Stored data
┌────────
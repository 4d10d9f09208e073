use std::path::PathBuf;
use std::sync::Arc;

use anyhow::Result;
use commentbox_core::{CommentBox, CommentBoxConfig, LocalAction};

use super::render::render_text;
use super::store::FileCommentSource;

/// Commands that can be run against a comment store
#[derive(Debug, Clone, PartialEq, Eq)]
pub enum CliCommand {
    Show,
    Comment { body: String },
    Reply { parent_id: String, body: String },
    UpVote { comment_id: String },
    DownVote { comment_id: String },
    Flag { comment_id: String },
}

/// Per-invocation options shared by every command
#[derive(Debug, Clone)]
pub struct RunOptions {
    pub store: PathBuf,
    pub config: CommentBoxConfig,
    /// Acting user. Posting is disabled without one.
    pub user: Option<String>,
    /// Ids to show collapsed
    pub collapse: Vec<String>,
    /// Open the reply box under this comment
    pub reply_to: Option<String>,
}

/// Run one command and return the rendered thread
pub async fn run(options: RunOptions, command: CliCommand) -> Result<String> {
    let mut config = options.config;
    if options.user.is_some() {
        config.disabled = false;
    }

    let source = Arc::new(FileCommentSource::new(&options.store, options.user));
    let mut comment_box = CommentBox::new(source, config);
    comment_box.load().await?;

    for id in options.collapse {
        if !comment_box.state().collapse.is_collapsed(&id) {
            comment_box.dispatch(LocalAction::ToggleCollapse(id))?;
        }
    }
    if let Some(id) = options.reply_to {
        comment_box.dispatch(LocalAction::ShowReply(id))?;
    }

    match command {
        CliCommand::Show => {}
        CliCommand::Comment { body } => {
            comment_box.dispatch(LocalAction::ChangeComment(body))?;
            comment_box.submit_comment().await?;
        }
        CliCommand::Reply { parent_id, body } => {
            comment_box.dispatch(LocalAction::ShowReply(parent_id))?;
            comment_box.dispatch(LocalAction::ChangeReply(body))?;
            comment_box.submit_reply().await?;
        }
        CliCommand::UpVote { comment_id } => {
            comment_box.up_vote(&comment_id).await?;
            comment_box.load().await?;
        }
        CliCommand::DownVote { comment_id } => {
            comment_box.down_vote(&comment_id).await?;
            comment_box.load().await?;
        }
        CliCommand::Flag { comment_id } => {
            comment_box.flag(&comment_id).await?;
        }
    }

    Ok(render_text(&comment_box.view()))
}
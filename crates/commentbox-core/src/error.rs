/// Errors surfaced by [`crate::CommentBox`] operations.
///
/// None of these are fatal to the comment box itself: on any error the
/// local drafts, reply target and last snapshot are left as they were.
#[derive(Debug, thiserror::Error)]
pub enum CommentBoxError {
    #[error("Posting is disabled for this comment box")]
    ComposeDisabled,
    #[error("No reply is being composed")]
    NotReplying,
    #[error("Comment source failed: {0}")]
    Collaborator(#[source] anyhow::Error),
}

impl From<anyhow::Error> for CommentBoxError {
    fn from(err: anyhow::Error) -> Self {
        CommentBoxError::Collaborator(err)
    }
}
pub mod comment;

pub use comment::Comment;
use std::path::Path;

use anyhow::{Context, Result};
use commentbox_core::CommentBoxConfig;

/// Load comment box configuration from a JSON file.
/// Without a path every field takes its default.
pub fn load_config(path: Option<&Path>) -> Result<CommentBoxConfig> {
    let Some(path) = path else {
        return Ok(CommentBoxConfig::default());
    };
    let content = std::fs::read_to_string(path)
        .with_context(|| format!("Failed to read config file: {}", path.display()))?;
    let config = CommentBoxConfig::from_json(&content)
        .with_context(|| format!("Failed to parse config file: {}", path.display()))?;
    Ok(config)
}

#[cfg(test)]
mod tests {
    use super::*;
    use std::io::Write;

    #[test]
    fn test_load_config_from_file() {
        let mut file = tempfile::NamedTempFile::new().unwrap();
        write!(file, r#"{{"levelPadding": 2, "flagButtonContent": "report"}}"#).unwrap();

        let config = load_config(Some(file.path())).unwrap();
        assert_eq!(config.level_padding, 2);
        assert_eq!(config.labels.flag_button_content, "report");
        assert_eq!(config.class_prefix, "cb-");
    }

    #[test]
    fn test_load_config_defaults_without_path() {
        let config = load_config(None).unwrap();
        assert_eq!(config, CommentBoxConfig::default());
    }

    #[test]
    fn test_load_config_reports_bad_json() {
        let mut file = tempfile::NamedTempFile::new().unwrap();
        write!(file, "not json").unwrap();

        let err = load_config(Some(file.path())).unwrap_err();
        assert!(err.to_string().starts_with("Failed to parse config file"));
    }
}
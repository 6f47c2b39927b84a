use crate::assets::decode::to_data_uri;
use crate::capture::fonts::FontEnvironment;
use crate::foundation::config::Rgb8;
use crate::foundation::error::CaptureError;

/// Largest pixmap edge accepted.
const MAX_DIM: u32 = 16_384;

/// JPEG produced from card markup.
#[derive(Clone, Debug, PartialEq, Eq)]
pub struct EncodedJpeg {
    pub width: u32,
    pub height: u32,
    pub bytes: Vec<u8>,
}

impl EncodedJpeg {
    pub fn data_uri(&self) -> String {
        to_data_uri("image/jpeg", &self.bytes)
    }
}

/// Parse `svg`, rasterize it at `scale` onto a `width × height` pixmap filled with `background`,
/// and encode the result as JPEG at `quality` (0, 1].
pub fn rasterize_jpeg(
    svg: &str,
    fonts: &FontEnvironment,
    default_family: &str,
    target: (u32, u32),
    scale: f32,
    background: Rgb8,
    quality: f32,
) -> Result<EncodedJpeg, CaptureError> {
    let (width, height) = target;
    if width == 0 || height == 0 {
        return Err(CaptureError::ZeroHeight);
    }
    if width > MAX_DIM || height > MAX_DIM {
        return Err(CaptureError::Raster(format!(
            "raster size too large: {width}x{height} (max {MAX_DIM}x{MAX_DIM})"
        )));
    }

    let opts = usvg::Options {
        fontdb: fonts.db(),
        font_resolver: fonts.resolver(),
        font_family: default_family.to_string(),
        ..Default::default()
    };
    let tree = usvg::Tree::from_str(svg, &opts)
        .map_err(|e| CaptureError::Raster(format!("parse card markup: {e}")))?;

    let mut pixmap = resvg::tiny_skia::Pixmap::new(width, height)
        .ok_or_else(|| CaptureError::Raster("failed to allocate pixmap".to_string()))?;
    let [r, g, b] = background.0;
    pixmap.fill(resvg::tiny_skia::Color::from_rgba8(r, g, b, 255));
    resvg::render(
        &tree,
        resvg::tiny_skia::Transform::from_scale(scale, scale),
        &mut pixmap.as_mut(),
    );

    // Opaque background: premultiplied and straight RGB coincide.
    let rgb: Vec<u8> = pixmap
        .data()
        .chunks_exact(4)
        .flat_map(|px| [px[0], px[1], px[2]])
        .collect();

    let q = (quality * 100.0).round().clamp(1.0, 100.0) as u8;
    let mut bytes = Vec::new();
    let mut encoder = image::codecs::jpeg::JpegEncoder::new_with_quality(&mut bytes, q);
    encoder
        .encode(&rgb, width, height, image::ExtendedColorType::Rgb8)
        .map_err(|e| CaptureError::Encode(e.to_string()))?;

    Ok(EncodedJpeg {
        width,
        height,
        bytes,
    })
}

#[cfg(test)]
#[path = "../../tests/unit/capture/raster.rs"]
mod tests;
└────────
▸ WORK ORDER
Repeat only what lies between the first line of the data and the line containing "under this comment", both of those lines included, exactly as it stands.

▸ SOLUTION
repository 4d10d9f09208e073
use std::path::PathBuf;
use std::sync::Arc;

use anyhow::Result;
use commentbox_core::{CommentBox, CommentBoxConfig, LocalAction};

use super::render::render_text;
use super::store::FileCommentSource;

/// Commands that can be run against a comment store
#[derive(Debug, Clone, PartialEq, Eq)]
pub enum CliCommand {
    Show,
    Comment { body: String },
    Reply { parent_id: String, body: String },
    UpVote { comment_id: String },
    DownVote { comment_id: String },
    Flag { comment_id: String },
}

/// Per-invocation options shared by every command
#[derive(Debug, Clone)]
pub struct RunOptions {
    pub store: PathBuf,
    pub config: CommentBoxConfig,
    /// Acting user. Posting is disabled without one.
    pub user: Option<String>,
    /// Ids to show collapsed
    pub collapse: Vec<String>,
    /// Open the reply box under this comment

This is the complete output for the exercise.